» **Work item**
Could you copy every line in the listing below that has the word "ConnectionNotFound"?

Start of Block

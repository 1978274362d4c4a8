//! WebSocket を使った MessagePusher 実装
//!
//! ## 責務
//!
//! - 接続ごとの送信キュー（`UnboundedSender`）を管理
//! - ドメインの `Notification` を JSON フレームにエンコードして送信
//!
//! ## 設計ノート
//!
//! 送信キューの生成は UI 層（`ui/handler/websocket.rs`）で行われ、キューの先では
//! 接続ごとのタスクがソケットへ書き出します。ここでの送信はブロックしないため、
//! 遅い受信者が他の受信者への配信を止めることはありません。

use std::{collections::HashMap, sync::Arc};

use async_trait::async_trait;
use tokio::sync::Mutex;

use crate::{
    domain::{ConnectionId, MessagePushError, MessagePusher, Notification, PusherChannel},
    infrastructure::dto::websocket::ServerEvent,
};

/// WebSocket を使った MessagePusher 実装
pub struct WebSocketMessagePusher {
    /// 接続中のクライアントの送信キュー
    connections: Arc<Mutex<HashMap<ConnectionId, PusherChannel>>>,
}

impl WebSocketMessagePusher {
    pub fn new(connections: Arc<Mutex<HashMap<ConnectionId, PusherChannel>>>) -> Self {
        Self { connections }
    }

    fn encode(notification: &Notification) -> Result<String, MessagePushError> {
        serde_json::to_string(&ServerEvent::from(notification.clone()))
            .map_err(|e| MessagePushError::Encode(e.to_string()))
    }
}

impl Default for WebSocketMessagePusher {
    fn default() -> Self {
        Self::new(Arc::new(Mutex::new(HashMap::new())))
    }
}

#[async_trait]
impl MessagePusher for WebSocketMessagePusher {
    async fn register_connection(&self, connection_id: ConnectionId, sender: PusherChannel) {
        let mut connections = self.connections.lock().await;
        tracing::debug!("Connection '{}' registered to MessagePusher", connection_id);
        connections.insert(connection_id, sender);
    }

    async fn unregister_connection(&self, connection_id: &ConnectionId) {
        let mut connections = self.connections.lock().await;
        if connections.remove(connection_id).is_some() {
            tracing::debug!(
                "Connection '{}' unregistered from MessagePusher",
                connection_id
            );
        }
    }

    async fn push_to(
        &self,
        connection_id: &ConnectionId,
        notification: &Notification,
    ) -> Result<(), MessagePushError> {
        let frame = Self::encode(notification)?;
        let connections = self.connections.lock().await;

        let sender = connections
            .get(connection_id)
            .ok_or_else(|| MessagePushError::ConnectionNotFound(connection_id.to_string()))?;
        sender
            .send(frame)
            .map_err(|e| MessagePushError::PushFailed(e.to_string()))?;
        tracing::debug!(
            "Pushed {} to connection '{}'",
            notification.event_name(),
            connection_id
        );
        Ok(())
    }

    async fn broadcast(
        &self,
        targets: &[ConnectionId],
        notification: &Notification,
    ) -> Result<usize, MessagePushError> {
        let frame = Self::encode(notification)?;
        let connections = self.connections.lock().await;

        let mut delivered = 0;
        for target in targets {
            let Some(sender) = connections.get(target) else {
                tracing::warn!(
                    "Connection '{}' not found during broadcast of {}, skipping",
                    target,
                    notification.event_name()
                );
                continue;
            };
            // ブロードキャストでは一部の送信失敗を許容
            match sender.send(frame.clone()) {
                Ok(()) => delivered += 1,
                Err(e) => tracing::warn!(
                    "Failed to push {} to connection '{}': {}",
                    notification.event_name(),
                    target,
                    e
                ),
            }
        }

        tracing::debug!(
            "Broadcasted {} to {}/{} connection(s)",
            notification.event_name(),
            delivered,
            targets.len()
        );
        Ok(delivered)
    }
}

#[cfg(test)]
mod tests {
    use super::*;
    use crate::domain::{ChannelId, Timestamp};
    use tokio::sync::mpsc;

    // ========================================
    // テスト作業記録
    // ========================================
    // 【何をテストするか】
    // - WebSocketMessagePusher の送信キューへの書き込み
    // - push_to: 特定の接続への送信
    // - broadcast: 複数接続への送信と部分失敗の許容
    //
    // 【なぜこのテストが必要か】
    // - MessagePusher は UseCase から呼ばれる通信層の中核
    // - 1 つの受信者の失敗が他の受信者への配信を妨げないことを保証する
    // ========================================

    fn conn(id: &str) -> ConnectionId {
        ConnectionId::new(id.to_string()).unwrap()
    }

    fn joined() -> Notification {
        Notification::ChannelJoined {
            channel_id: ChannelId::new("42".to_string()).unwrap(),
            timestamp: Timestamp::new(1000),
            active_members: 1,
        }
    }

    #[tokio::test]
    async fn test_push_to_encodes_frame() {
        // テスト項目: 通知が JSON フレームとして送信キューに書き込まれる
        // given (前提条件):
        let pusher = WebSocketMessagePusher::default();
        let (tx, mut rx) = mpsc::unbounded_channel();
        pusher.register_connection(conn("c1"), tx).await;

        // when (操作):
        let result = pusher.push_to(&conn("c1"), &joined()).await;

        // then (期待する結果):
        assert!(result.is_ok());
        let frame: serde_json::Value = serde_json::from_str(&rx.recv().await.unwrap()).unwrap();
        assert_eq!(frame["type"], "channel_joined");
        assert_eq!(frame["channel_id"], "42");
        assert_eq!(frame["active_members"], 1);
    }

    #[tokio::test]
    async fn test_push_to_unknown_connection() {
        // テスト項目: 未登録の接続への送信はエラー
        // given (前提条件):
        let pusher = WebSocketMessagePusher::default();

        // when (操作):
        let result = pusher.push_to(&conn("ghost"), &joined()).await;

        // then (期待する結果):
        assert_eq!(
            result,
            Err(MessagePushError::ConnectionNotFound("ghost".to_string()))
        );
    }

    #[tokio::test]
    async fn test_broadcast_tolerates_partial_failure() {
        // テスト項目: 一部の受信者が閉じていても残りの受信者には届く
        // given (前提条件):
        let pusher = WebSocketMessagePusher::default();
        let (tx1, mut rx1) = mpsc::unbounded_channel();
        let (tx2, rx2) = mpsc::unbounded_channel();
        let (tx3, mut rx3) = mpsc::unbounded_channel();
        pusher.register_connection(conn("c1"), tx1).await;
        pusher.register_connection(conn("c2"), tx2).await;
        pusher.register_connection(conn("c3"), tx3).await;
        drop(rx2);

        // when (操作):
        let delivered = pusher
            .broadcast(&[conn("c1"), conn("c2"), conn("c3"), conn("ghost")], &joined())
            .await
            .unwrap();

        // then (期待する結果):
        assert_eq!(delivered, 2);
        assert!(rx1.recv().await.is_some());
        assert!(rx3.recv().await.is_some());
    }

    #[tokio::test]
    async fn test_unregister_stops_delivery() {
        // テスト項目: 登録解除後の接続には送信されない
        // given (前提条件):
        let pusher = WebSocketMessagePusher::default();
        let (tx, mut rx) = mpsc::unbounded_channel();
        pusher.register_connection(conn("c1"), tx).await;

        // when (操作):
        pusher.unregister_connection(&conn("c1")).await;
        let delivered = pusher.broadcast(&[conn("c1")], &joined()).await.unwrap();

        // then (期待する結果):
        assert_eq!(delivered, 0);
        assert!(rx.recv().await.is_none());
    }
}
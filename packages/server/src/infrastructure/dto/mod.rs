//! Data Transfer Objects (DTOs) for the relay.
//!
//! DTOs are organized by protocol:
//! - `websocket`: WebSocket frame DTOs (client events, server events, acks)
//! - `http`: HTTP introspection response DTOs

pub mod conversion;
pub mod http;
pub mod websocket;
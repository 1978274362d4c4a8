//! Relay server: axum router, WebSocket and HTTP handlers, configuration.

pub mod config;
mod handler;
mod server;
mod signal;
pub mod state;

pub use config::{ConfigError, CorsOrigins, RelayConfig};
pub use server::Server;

End of Block

» **Response to the exercise**
            .ok_or_else(|| MessagePushError::ConnectionNotFound(connection_id.to_string()))?;
            Err(MessagePushError::ConnectionNotFound("ghost".to_string()))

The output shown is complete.